● Task description:
Within the records below, filter for lines carrying the word "HeaderValue" and copy them.

(The records begins)

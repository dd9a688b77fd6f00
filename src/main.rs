//! Tournament Arena API Server
//!
//! # Startup
//!
//! ```text
//!   .env ─▶ tracing ─▶ Config::from_env
//!                          │
//!          STORAGE_BACKEND ┼─ postgres ─▶ connect + migrate
//!                          └─ memory   ─▶ MemoryDatabase
//!                          │
//!                          ▼
//!   AppState ─▶ router + TraceLayer + CORS ─▶ axum::serve(0.0.0.0:PORT)
//! ```

use std::net::SocketAddr;
use std::sync::Arc;

use axum::http::{header, HeaderName, HeaderValue, Method};
use tower_http::cors::{Any, CorsLayer};
use tower_http::trace::TraceLayer;
use tracing_subscriber::{layer::SubscriberExt, util::SubscriberInitExt};

// 라이브러리에서 가져오기
use tourney_api::{
    config::StorageBackend,
    routes::{self, auth::{USER_EMAIL_HEADER, USER_ID_HEADER}},
    AppState, ArenaRepository, Config, Database, MemoryDatabase,
};

/// 개발 환경에서 허용하는 프론트엔드 origin
const DEV_ORIGINS: [&str; 3] = [
    "http://localhost:5173", // Vite dev server
    "http://localhost:3000",
    "http://127.0.0.1:5173",
];

#[tokio::main]
async fn main() -> anyhow::Result<()> {
    // 환경변수 로드
    dotenvy::dotenv().ok();

    // 로깅 초기화
    // RUST_LOG=debug,sqlx=warn 형태로 레벨 제어 가능
    tracing_subscriber::registry()
        .with(tracing_subscriber::EnvFilter::try_from_default_env()
            .unwrap_or_else(|_| "tourney_api=debug,tower_http=debug".into()))
        .with(tracing_subscriber::fmt::layer())
        .init();

    tracing::info!("🚀 Starting Tournament Arena API Server");

    // 설정 로드
    let config = Config::from_env()?;
    tracing::info!(environment = ?config.environment, storage = ?config.storage, "📋 Configuration loaded");

    // 저장소 선택
    let store: Arc<dyn ArenaRepository> = match config.storage {
        StorageBackend::Postgres => {
            let db = Database::connect(&config.database_url).await?;
            tracing::info!("🗄️  Database connected");

            db.run_migrations().await?;
            tracing::info!("📦 Migrations completed");
            Arc::new(db)
        }
        StorageBackend::Memory => {
            tracing::warn!("🧪 Using in-memory store, data is lost on restart");
            Arc::new(MemoryDatabase::new())
        }
    };

    let port = config.port;
    let cors = cors_layer(&config);

    // 앱 상태 구성
    let state = AppState::new(store, config);

    // 라우터 + 미들웨어
    let app = routes::router(state)
        .layer(TraceLayer::new_for_http())
        .layer(cors);

    // 서버 시작
    let addr = SocketAddr::from(([0, 0, 0, 0], port));
    tracing::info!("🌐 Listening on http://{}", addr);

    let listener = tokio::net::TcpListener::bind(addr).await?;
    axum::serve(listener, app).await?;

    Ok(())
}

/// CORS 설정
///
/// 프로덕션은 ALLOWED_ORIGINS만, 개발은 localhost 허용
fn cors_layer(config: &Config) -> CorsLayer {
    if config.is_production() {
        let origins: Vec<HeaderValue> = config
            .allowed_origins
            .iter()
            .filter_map(|s| s.trim().parse().ok())
            .collect();
        CorsLayer::new()
            .allow_origin(origins)
            .allow_methods([Method::GET, Method::POST, Method::PATCH])
            .allow_headers([
                header::CONTENT_TYPE,
                HeaderName::from_static(USER_ID_HEADER),
                HeaderName::from_static(USER_EMAIL_HEADER),
            ])
    } else {
        let origins: Vec<HeaderValue> = DEV_ORIGINS
            .iter()
            .filter_map(|s| s.parse().ok())
            .collect();
        CorsLayer::new()
            .allow_origin(origins)
            .allow_methods(Any)
            .allow_headers(Any)
    }
}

(The records ends)

● Answer area:
use axum::http::{header, HeaderName, HeaderValue, Method};
        let origins: Vec<HeaderValue> = config
        let origins: Vec<HeaderValue> = DEV_ORIGINS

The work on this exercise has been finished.